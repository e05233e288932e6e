//! Runtime configuration shared by the terminal and web front-ends.

use std::path::PathBuf;
use std::time::Duration;
use thiserror::Error;

const DEFAULT_TYPING_DELAY_MS: u64 = 20;
const DEFAULT_STORIES_DIR: &str = "stories";

/// Errors from reading configuration.
#[derive(Debug, Error)]
pub enum ConfigError {
    #[error("{name} must be a whole number, got {value:?}")]
    InvalidNumber { name: &'static str, value: String },
}

/// Configuration for a storytelling front-end.
#[derive(Debug, Clone, PartialEq)]
pub struct StoryConfig {
    /// Base URL of the Ollama API, including the `/api` prefix.
    pub base_url: String,

    /// Model used for every generation.
    pub model: String,

    /// Pause between characters in the typing effect.
    pub typing_delay: Duration,

    /// Directory that saved stories are written to.
    pub stories_dir: PathBuf,
}

impl Default for StoryConfig {
    fn default() -> Self {
        Self {
            base_url: ollama::DEFAULT_BASE_URL.to_string(),
            model: ollama::DEFAULT_MODEL.to_string(),
            typing_delay: Duration::from_millis(DEFAULT_TYPING_DELAY_MS),
            stories_dir: PathBuf::from(DEFAULT_STORIES_DIR),
        }
    }
}

impl StoryConfig {
    /// Read configuration from the environment, loading `.env` first if present.
    ///
    /// Recognised variables: `OLLAMA_URL`, `OLLAMA_MODEL`,
    /// `STORY_TYPING_DELAY_MS` and `STORIES_DIR`. Unset or blank values keep
    /// their defaults.
    pub fn from_env() -> Result<Self, ConfigError> {
        dotenvy::dotenv().ok();
        Self::from_lookup(|name| std::env::var(name).ok())
    }

    /// Build configuration from an arbitrary variable lookup.
    pub fn from_lookup(lookup: impl Fn(&str) -> Option<String>) -> Result<Self, ConfigError> {
        let var = |name: &str| lookup(name).filter(|v| !v.trim().is_empty());
        let mut config = Self::default();

        if let Some(url) = var("OLLAMA_URL") {
            config.base_url = url;
        }
        if let Some(model) = var("OLLAMA_MODEL") {
            config.model = model;
        }
        if let Some(raw) = var("STORY_TYPING_DELAY_MS") {
            let millis = raw
                .trim()
                .parse::<u64>()
                .map_err(|_| ConfigError::InvalidNumber {
                    name: "STORY_TYPING_DELAY_MS",
                    value: raw.clone(),
                })?;
            config.typing_delay = Duration::from_millis(millis);
        }
        if let Some(dir) = var("STORIES_DIR") {
            config.stories_dir = PathBuf::from(dir);
        }

        Ok(config)
    }

    pub fn with_base_url(mut self, url: impl Into<String>) -> Self {
        self.base_url = url.into();
        self
    }

    pub fn with_model(mut self, model: impl Into<String>) -> Self {
        self.model = model.into();
        self
    }

    pub fn with_typing_delay(mut self, delay: Duration) -> Self {
        self.typing_delay = delay;
        self
    }

    pub fn with_stories_dir(mut self, dir: impl Into<PathBuf>) -> Self {
        self.stories_dir = dir.into();
        self
    }

    /// Build an Ollama client for this configuration.
    pub fn client(&self) -> Result<ollama::Ollama, ollama::Error> {
        Ok(ollama::Ollama::new(&self.base_url)?.with_model(&self.model))
    }
}
//! Prompts for the storyteller model.
//!
//! Every builder is a pure function: the genre and chosen letter are
//! interpolated verbatim and it is left to the model to make sense of them.

/// The choice block shape the model is asked to end every turn with.
const CHOICE_BLOCK_SHAPE: &str = r#"{
    'A': 'Choice A description here',
    'B': 'Choice B description here',
    'C': 'Choice C description here',
    'D': 'Choice D description here',
    'E': 'Stop'
}"#;

/// Build the prompt that opens a new story in the given genre.
pub fn start_prompt(genre: &str) -> String {
    format!(
        r#"You are an expert storyteller creating an interactive narrative in the {genre} genre.

## Your Task
1. Begin a captivating story with multiple potential paths that sticks to the {genre} genre
2. Offer several distinct narrative choices that relate to {genre}
3. Make each choice a meaningful decision point
4. Create an immersive, engaging narrative
5. Include a 'STOP' option

## Rules
- The story must be creative and unpredictable
- Choices should dramatically alter the narrative
- Keep a consistent and exciting tone

Write the opening of the story, setting the scene and introducing the main character.
After the narrative, provide choices labeled A, B, C and D, with E reserved for 'STOP'.

Put the choices at the very end in the following format, separated from the story by 2 empty lines:


{CHOICE_BLOCK_SHAPE}
"#
    )
}

/// Build the prompt that continues a story after the reader picked a choice.
///
/// `prior_narrative` is the whole story so far, embedded as-is.
pub fn continuation_prompt(genre: &str, prior_narrative: &str, chosen_letter: &str) -> String {
    format!(
        r#"You are continuing an interactive {genre} story.

## Story So Far
{prior_narrative}

## Reader's Choice
The reader chose the action labeled: {chosen_letter}

## Your Task
1. Directly incorporate the consequences of the chosen action
2. Build narrative tension
3. Offer several distinct narrative choices
4. Make sure each choice has a significant impact
5. Include a 'STOP' option

Write the continuation of the story, then provide new choices labeled A, B, C and D, with E reserved for 'STOP'.

Put the choices at the very end in the following format:

{CHOICE_BLOCK_SHAPE}
"#
    )
}

/// Prompt asking the model for genre suggestions.
pub fn genre_help_prompt() -> &'static str {
    "List up to 10 engaging story genres. For each one give a brief 1-2 word \
description. Format the output as a clear, readable list that sparks the \
imagination. Output nothing but the list: no preamble and no closing remarks."
}
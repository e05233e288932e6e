//! Per-connection story state and message handling.
//!
//! Each websocket gets its own [`Connection`]; outgoing messages go through a
//! bounded channel drained by the socket writer task.

use crate::protocol::{ClientMessage, ServerMessage};
use async_trait::async_trait;
use std::sync::Arc;
use story_core::{ChunkSink, Generate, NullSink, StorySession, Storyteller};
use tokio::sync::mpsc;

/// Forwards streamed fragments as `story_stream` events.
pub struct SocketSink {
    outbox: mpsc::Sender<ServerMessage>,
}

impl SocketSink {
    pub fn new(outbox: mpsc::Sender<ServerMessage>) -> Self {
        Self { outbox }
    }
}

#[async_trait]
impl ChunkSink for SocketSink {
    async fn emit(&mut self, chunk: &str) {
        let message = ServerMessage::StoryStream {
            text: chunk.to_string(),
        };
        // The reader is gone when this fails; generation finishes unobserved.
        let _ = self.outbox.send(message).await;
    }
}

pub struct Connection<G> {
    teller: Arc<Storyteller<G>>,
    session: Option<StorySession>,
    outbox: mpsc::Sender<ServerMessage>,
}

impl<G: Generate> Connection<G> {
    pub fn new(teller: Arc<Storyteller<G>>, outbox: mpsc::Sender<ServerMessage>) -> Self {
        Self {
            teller,
            session: None,
            outbox,
        }
    }

    pub fn session(&self) -> Option<&StorySession> {
        self.session.as_ref()
    }

    /// Decode and handle one text frame.
    pub async fn handle_text(&mut self, text: &str) {
        match serde_json::from_str::<ClientMessage>(text) {
            Ok(message) => self.handle(message).await,
            Err(e) => {
                tracing::debug!(error = %e, "undecodable client message");
                self.send(ServerMessage::error(format!("Invalid message: {e}")))
                    .await;
            }
        }
    }

    pub async fn handle(&mut self, message: ClientMessage) {
        let reply = match message {
            ClientMessage::GetGenreHelp => self.genre_help().await,
            ClientMessage::StartStory { genre } => self.start_story(genre).await,
            ClientMessage::MakeChoice { choice } => self.make_choice(&choice).await,
        };
        self.send(reply).await;
    }

    async fn genre_help(&self) -> ServerMessage {
        match self.teller.suggest_genres(&mut NullSink).await {
            Ok(genres) => ServerMessage::GenreHelp { genres },
            Err(e) => ServerMessage::error(e.to_string()),
        }
    }

    async fn start_story(&mut self, genre: String) -> ServerMessage {
        let mut sink = SocketSink::new(self.outbox.clone());
        match StorySession::start(&self.teller, genre, &mut sink).await {
            Ok(session) => {
                let story = session.latest().map(ToString::to_string).unwrap_or_default();
                let choices = session.choices().cloned();
                self.session = Some(session);
                ServerMessage::StoryStarted { story, choices }
            }
            Err(e) => ServerMessage::error(e.to_string()),
        }
    }

    async fn make_choice(&mut self, choice: &str) -> ServerMessage {
        let Some(session) = self.session.as_mut() else {
            return ServerMessage::error("No story in progress. Start a story first.");
        };

        let mut sink = SocketSink::new(self.outbox.clone());
        let outcome = session
            .choose(&self.teller, choice, &mut sink)
            .await
            .map(|segment| segment.to_string());

        match outcome {
            Ok(story) => ServerMessage::StoryContinued {
                story,
                choices: session.choices().cloned(),
            },
            Err(e) => ServerMessage::error(e.to_string()),
        }
    }

    async fn send(&self, message: ServerMessage) {
        if self.outbox.send(message).await.is_err() {
            tracing::debug!("socket writer gone, dropping message");
        }
    }
}
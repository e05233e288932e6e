//! Browser front-end for the interactive storyteller.
//!
//! Serves a single page at `/` and a websocket at `/ws`. Each socket owns its
//! own story; see [`protocol`] for the message format.

mod connection;
mod protocol;

use axum::{
    extract::{
        ws::{Message, WebSocket, WebSocketUpgrade},
        State,
    },
    response::{Html, IntoResponse},
    routing::get,
    Router,
};
use clap::Parser;
use futures::{SinkExt, StreamExt};
use std::net::SocketAddr;
use std::sync::Arc;
use story_core::{Generate, StoryConfig, Storyteller};
use tokio::sync::mpsc;
use tracing_subscriber::{filter::LevelFilter, EnvFilter};

use connection::Connection;
use protocol::ServerMessage;

const INDEX_HTML: &str = include_str!("../static/index.html");

/// Outgoing messages buffered per socket before generation waits on the writer.
const OUTBOX_CAPACITY: usize = 64;

#[derive(Parser, Debug)]
#[command(author, version, about = "Serve the interactive storyteller to a browser")]
struct Cli {
    /// Address to listen on
    #[arg(long, env = "STORY_WEB_ADDR", default_value = "127.0.0.1:5000")]
    addr: SocketAddr,
}

#[tokio::main]
async fn main() -> anyhow::Result<()> {
    dotenvy::dotenv().ok();
    let cli = Cli::parse();

    tracing_subscriber::fmt()
        .with_env_filter(
            EnvFilter::builder()
                .with_default_directive(LevelFilter::INFO.into())
                .from_env_lossy(),
        )
        .with_writer(std::io::stderr)
        .init();

    let config = StoryConfig::from_env()?;
    let teller = Storyteller::from_config(&config)?;
    if let Err(e) = teller.generator().client().list_models().await {
        tracing::warn!(error = %e, url = %config.base_url, "Ollama server not reachable");
    }

    let listener = tokio::net::TcpListener::bind(cli.addr).await?;
    tracing::info!(addr = %listener.local_addr()?, model = %config.model, "serving story-web");
    axum::serve(listener, app(teller)).await?;
    Ok(())
}

fn app<G: Generate + 'static>(teller: Storyteller<G>) -> Router {
    Router::new()
        .route("/", get(index))
        .route("/ws", get(ws_handler::<G>))
        .with_state(Arc::new(teller))
}

async fn index() -> Html<&'static str> {
    Html(INDEX_HTML)
}

async fn ws_handler<G: Generate + 'static>(
    ws: WebSocketUpgrade,
    State(teller): State<Arc<Storyteller<G>>>,
) -> impl IntoResponse {
    ws.on_upgrade(move |socket| serve_socket(socket, teller))
}

async fn serve_socket<G: Generate + 'static>(socket: WebSocket, teller: Arc<Storyteller<G>>) {
    tracing::info!("client connected");
    let (mut sender, mut receiver) = socket.split();
    let (outbox, mut pending) = mpsc::channel::<ServerMessage>(OUTBOX_CAPACITY);

    let writer = tokio::spawn(async move {
        while let Some(message) = pending.recv().await {
            let text = match serde_json::to_string(&message) {
                Ok(text) => text,
                Err(e) => {
                    tracing::warn!(error = %e, "failed to encode server message");
                    continue;
                }
            };
            if sender.send(Message::Text(text)).await.is_err() {
                break;
            }
        }
    });

    let mut connection = Connection::new(teller, outbox);
    while let Some(frame) = receiver.next().await {
        match frame {
            Ok(Message::Text(text)) => connection.handle_text(&text).await,
            Ok(Message::Close(_)) => break,
            Ok(_) => {}
            Err(e) => {
                tracing::debug!(error = %e, "websocket read failed");
                break;
            }
        }
    }

    // Dropping the connection closes the outbox and ends the writer.
    drop(connection);
    let _ = writer.await;
    tracing::info!("client disconnected");
}

#[cfg(test)]
mod tests {
    use super::*;
    use story_core::ScriptedGenerator;

    #[tokio::test]
    async fn test_index_page_is_served() {
        let listener = tokio::net::TcpListener::bind("127.0.0.1:0").await.unwrap();
        let addr = listener.local_addr().unwrap();
        let router = app(Storyteller::new(ScriptedGenerator::default()));
        tokio::spawn(async move {
            axum::serve(listener, router).await.unwrap();
        });

        let body = reqwest::get(format!("http://{addr}/"))
            .await
            .unwrap()
            .text()
            .await
            .unwrap();
        assert!(body.contains("new WebSocket"));
        assert!(body.contains("story_stream"));
    }

    #[test]
    fn test_cli_addr_flag() {
        let cli = Cli::parse_from(["story-web", "--addr", "0.0.0.0:8080"]);
        assert_eq!(cli.addr, "0.0.0.0:8080".parse::<SocketAddr>().unwrap());
    }
}
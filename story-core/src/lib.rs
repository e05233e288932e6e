//! Choice-driven story engine over a local Ollama server.
//!
//! This crate provides:
//! - Prompt builders for opening and continuing a story
//! - A stream relay that forwards generated text to any sink as it arrives
//! - A forgiving parser for the A-E choice block at the end of each turn
//! - Narrative history and plain-text story files
//!
//! # Quick Start
//!
//! ```ignore
//! use story_core::{NullSink, StoryConfig, StorySession, Storyteller};
//!
//! #[tokio::main]
//! async fn main() -> Result<(), Box<dyn std::error::Error>> {
//!     let config = StoryConfig::from_env()?;
//!     let teller = Storyteller::from_config(&config)?;
//!
//!     let mut session = StorySession::start(&teller, "fantasy", &mut NullSink).await?;
//!     println!("{:?}", session.choices());
//!
//!     session.choose(&teller, "A", &mut NullSink).await?;
//!     session.save(&config.stories_dir).await?;
//!     Ok(())
//! }
//! ```

pub mod choices;
pub mod config;
pub mod narrative;
pub mod persist;
pub mod prompts;
pub mod relay;
pub mod session;
pub mod testing;

// Primary public API
pub use choices::{extract_choices, ChoiceMap, STOP_LETTER};
pub use config::{ConfigError, StoryConfig};
pub use narrative::{render_story, strip_choice_block, NarrativeSegment, StoryHistory};
pub use persist::{save_story, PersistError};
pub use relay::{
    stream_generate, ChunkSink, FnSink, Generate, NullSink, OllamaRelay, RequestError,
};
pub use session::{StorySession, Storyteller, Turn};
pub use testing::ScriptedGenerator;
* * * * * * *
* [Directions] Only one part of the material above is to be transcribed, namely the lines starting with the line that has "const CHOICE_BLOCK_SHAPE: &str" and going on through the line that has "3. Make each", exactly as they stand.

* [Answer area]
const CHOICE_BLOCK_SHAPE: &str = r#"{
    'A': 'Choice A description here',
    'B': 'Choice B description here',
    'C': 'Choice C description here',
    'D': 'Choice D description here',
    'E': 'Stop'
}"#;

/// Build the prompt that opens a new story in the given genre.
pub fn start_prompt(genre: &str) -> String {
    format!(
        r#"You are an expert storyteller creating an interactive narrative in the {genre} genre.

## Your Task
1. Begin a captivating story with multiple potential paths that sticks to the {genre} genre
2. Offer several distinct narrative choices that relate to {genre}
3. Make each choice a meaningful decision point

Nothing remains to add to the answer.